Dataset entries
=== Begin Enclosure ===

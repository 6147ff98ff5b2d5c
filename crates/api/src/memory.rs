//! In-memory implementations of the API seams, used by tests and dry runs.

use std::collections::{BTreeMap, BTreeSet, HashMap};
use std::sync::{Arc, Mutex, MutexGuard, PoisonError};

use carto_core::blueprint::{ClusterDelivery, ClusterSupplyChain};
use carto_core::labels::{contains_all, labels_of, Labels};
use carto_core::owner::{Deliverable, Runnable, Workload};
use carto_core::refs::{split_api_version, NamespacedName};
use carto_core::status::StampedRef;
use carto_core::template::{ClusterRunTemplate, Template, TemplateKind};
use chrono::{SecondsFormat, TimeZone, Utc};
use k8s_openapi::api::core::v1::ServiceAccount;
use k8s_openapi::api::rbac::v1::{ClusterRoleBinding, RoleBinding};
use secrecy::{ExposeSecret, SecretString};
use serde::de::DeserializeOwned;
use serde_json::{json, Value};
use tracing::debug;

use crate::{Event, EventSink, RepoError, RepoResult, Repository, RepositoryBuilder, StampedWatcher, TokenError, TokenManager};

type ObjKey = (String, String, String, String);

const RBAC_GROUP: &str = "rbac.authorization.k8s.io";
const CREATED_BASE_SECS: i64 = 1_700_000_000;

#[derive(Default)]
struct State {
    objects: BTreeMap<ObjKey, Value>,
    calls: Vec<String>,
    failures: HashMap<String, RepoError>,
    counter: u64,
}

fn key_of(api_version: &str, kind: &str, namespace: &str, name: &str) -> ObjKey {
    let (group, _) = split_api_version(api_version);
    (group, kind.to_string(), namespace.to_string(), name.to_string())
}

fn str_at<'a>(obj: &'a Value, pointer: &str) -> &'a str {
    obj.pointer(pointer).and_then(Value::as_str).unwrap_or_default()
}

fn key_of_object(obj: &Value) -> ObjKey {
    key_of(
        str_at(obj, "/apiVersion"),
        str_at(obj, "/kind"),
        str_at(obj, "/metadata/namespace"),
        str_at(obj, "/metadata/name"),
    )
}

fn decode<T: DeserializeOwned>(v: Value) -> RepoResult<T> {
    serde_json::from_value(v).map_err(|e| RepoError::Invalid(e.to_string()))
}

/// Everything but `metadata` and `status`.
fn desired_part(obj: &Value) -> Value {
    let mut v = obj.clone();
    if let Some(m) = v.as_object_mut() {
        m.remove("metadata");
        m.remove("status");
    }
    v
}

/// Object store keyed by group, kind, namespace and name.
///
/// Records every call, can be told to fail an operation, and fills in
/// `uid`, `generation`, `creationTimestamp` and generated names like an API
/// server would.
#[derive(Default)]
pub struct MemoryRepository {
    state: Mutex<State>,
}

impl MemoryRepository {
    pub fn new() -> Self {
        Self::default()
    }

    fn lock(&self) -> MutexGuard<'_, State> {
        self.state.lock().unwrap_or_else(PoisonError::into_inner)
    }

    fn check(&self, op: &str, detail: String) -> RepoResult<()> {
        let mut st = self.lock();
        st.calls.push(format!("{op} {detail}"));
        match st.failures.get(op) {
            Some(e) => Err(e.clone()),
            None => Ok(()),
        }
    }

    /// Store an object as-is apart from server-populated metadata.
    pub fn insert(&self, mut obj: Value) -> Value {
        let mut st = self.lock();
        st.counter += 1;
        let n = st.counter;
        if let Some(meta) = obj.get_mut("metadata").and_then(Value::as_object_mut) {
            meta.entry("uid").or_insert_with(|| json!(uuid::Uuid::new_v4().to_string()));
            meta.entry("generation").or_insert(json!(1));
            meta.entry("creationTimestamp").or_insert_with(|| json!(created_at(n)));
        }
        st.objects.insert(key_of_object(&obj), obj.clone());
        obj
    }

    pub fn object(&self, reference: &StampedRef) -> Option<Value> {
        let k = key_of(&reference.api_version, &reference.kind, reference.namespace(), &reference.name);
        self.lock().objects.get(&k).cloned()
    }

    pub fn objects_of_kind(&self, kind: &str) -> Vec<Value> {
        self.lock().objects.iter().filter(|((_, k, _, _), _)| k == kind).map(|(_, v)| v.clone()).collect()
    }

    /// Overwrite `status` directly, as a downstream controller would.
    pub fn set_status(&self, reference: &StampedRef, status: Value) -> bool {
        let k = key_of(&reference.api_version, &reference.kind, reference.namespace(), &reference.name);
        match self.lock().objects.get_mut(&k) {
            Some(obj) => {
                obj["status"] = status;
                true
            }
            None => false,
        }
    }

    pub fn remove(&self, reference: &StampedRef) -> Option<Value> {
        let k = key_of(&reference.api_version, &reference.kind, reference.namespace(), &reference.name);
        self.lock().objects.remove(&k)
    }

    /// Make every later call to `op` fail with `err`.
    pub fn fail(&self, op: &str, err: RepoError) {
        self.lock().failures.insert(op.to_string(), err);
    }

    pub fn clear_failures(&self) {
        self.lock().failures.clear();
    }

    pub fn calls(&self) -> Vec<String> {
        self.lock().calls.clone()
    }

    pub fn count_calls(&self, prefix: &str) -> usize {
        self.lock().calls.iter().filter(|c| c.starts_with(prefix)).count()
    }

    fn get_typed<T: DeserializeOwned>(&self, k: ObjKey) -> RepoResult<Option<T>> {
        let found = self.lock().objects.get(&k).cloned();
        found.map(decode).transpose()
    }

    fn list_typed<T: DeserializeOwned>(&self, group: &str, kind: &str) -> RepoResult<Vec<T>> {
        let found: Vec<Value> = self
            .lock()
            .objects
            .iter()
            .filter(|((g, k, _, _), _)| g == group && k == kind)
            .map(|(_, v)| v.clone())
            .collect();
        found.into_iter().map(decode).collect()
    }
}
//! Shared handles every reconciler works with, and the queue key type.

use std::fmt;
use std::sync::Arc;

use carto_api::{EventSink, Repository, RepositoryBuilder, StampedWatcher, TokenManager};
use carto_core::owner::OwnerKind;
use carto_core::refs::NamespacedName;
use carto_core::status::StampedRef;
use carto_tracker::DependencyTracker;

use crate::config::ControllerConfig;

#[derive(Debug, Clone, Copy, PartialEq, Eq, Hash, PartialOrd, Ord)]
pub enum ControllerKind {
    Workload,
    Deliverable,
    Runnable,
    SupplyChain,
    Delivery,
}

impl ControllerKind {
    pub const ALL: [ControllerKind; 5] = [
        ControllerKind::Workload,
        ControllerKind::Deliverable,
        ControllerKind::Runnable,
        ControllerKind::SupplyChain,
        ControllerKind::Delivery,
    ];

    /// Metric label and log field value.
    pub fn as_str(&self) -> &'static str {
        match self {
            ControllerKind::Workload => "workload",
            ControllerKind::Deliverable => "deliverable",
            ControllerKind::Runnable => "runnable",
            ControllerKind::SupplyChain => "supply-chain",
            ControllerKind::Delivery => "delivery",
        }
    }

    pub fn kind(&self) -> &'static str {
        match self {
            ControllerKind::Workload => "Workload",
            ControllerKind::Deliverable => "Deliverable",
            ControllerKind::Runnable => "Runnable",
            ControllerKind::SupplyChain => "ClusterSupplyChain",
            ControllerKind::Delivery => "ClusterDelivery",
        }
    }

    pub fn from_kind(kind: &str) -> Option<Self> {
        Self::ALL.into_iter().find(|c| c.kind() == kind)
    }
}

impl From<OwnerKind> for ControllerKind {
    fn from(k: OwnerKind) -> Self {
        match k {
            OwnerKind::Workload => ControllerKind::Workload,
            OwnerKind::Deliverable => ControllerKind::Deliverable,
            OwnerKind::Runnable => ControllerKind::Runnable,
        }
    }
}

/// One unit of work: reconcile this object with this controller.
#[derive(Debug, Clone, PartialEq, Eq, Hash, PartialOrd, Ord)]
pub struct Request {
    pub controller: ControllerKind,
    pub key: NamespacedName,
}

impl Request {
    pub fn new(controller: ControllerKind, key: NamespacedName) -> Self {
        Self { controller, key }
    }

    /// Reference used for status writes and events.
    pub fn object_ref(&self) -> StampedRef {
        let namespace = (!self.key.namespace.is_empty()).then(|| self.key.namespace.clone());
        StampedRef {
            api_version: carto_core::API_VERSION.to_string(),
            kind: self.controller.kind().to_string(),
            namespace,
            name: self.key.name.clone(),
        }
    }
}

impl fmt::Display for Request {
    fn fmt(&self, f: &mut fmt::Formatter<'_>) -> fmt::Result {
        write!(f, "{}:{}", self.controller.as_str(), self.key)
    }
}

/// Everything a reconcile needs besides the request itself.
pub struct Context {
    /// Acts as the controller itself: reads owners, blueprints, templates, writes statuses.
    pub system: Arc<dyn Repository>,
    /// Builds repositories acting as an owner's service account.
    pub builder: Arc<dyn RepositoryBuilder>,
    pub tokens: Arc<dyn TokenManager>,
    pub events: Arc<dyn EventSink>,
    pub watcher: Arc<dyn StampedWatcher>,
    pub tracker: DependencyTracker<Request>,
}

impl Context {
    pub fn new(
        system: Arc<dyn Repository>,
        builder: Arc<dyn RepositoryBuilder>,
        tokens: Arc<dyn TokenManager>,
        events: Arc<dyn EventSink>,
        watcher: Arc<dyn StampedWatcher>,
        config: &ControllerConfig,
    ) -> Self {
        Self { system, builder, tokens, events, watcher, tracker: DependencyTracker::new(config.tracker_lease()) }
    }
}

#[cfg(test)]
mod tests {
    use super::*;

    #[test]
    fn object_ref_drops_empty_namespace() {
        let r = Request::new(ControllerKind::SupplyChain, NamespacedName::cluster("sc"));
        let o = r.object_ref();
        assert_eq!((o.kind.as_str(), o.namespace.as_deref()), ("ClusterSupplyChain", None));
        let r = Request::new(ControllerKind::Workload, NamespacedName::new("dev", "app"));
        assert_eq!(r.object_ref().namespace.as_deref(), Some("dev"));
        assert_eq!(r.to_string(), "workload:dev/app");
        assert_eq!(ControllerKind::from_kind("ClusterDelivery"), Some(ControllerKind::Delivery));
    }
}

=== End Enclosure ===

Copy out all lines from the records where the word "found" appears.

        let found = self.lock().objects.get(&k).cloned();
        found.map(decode).transpose()
        let found: Vec<Value> = self
        found.into_iter().map(decode).collect()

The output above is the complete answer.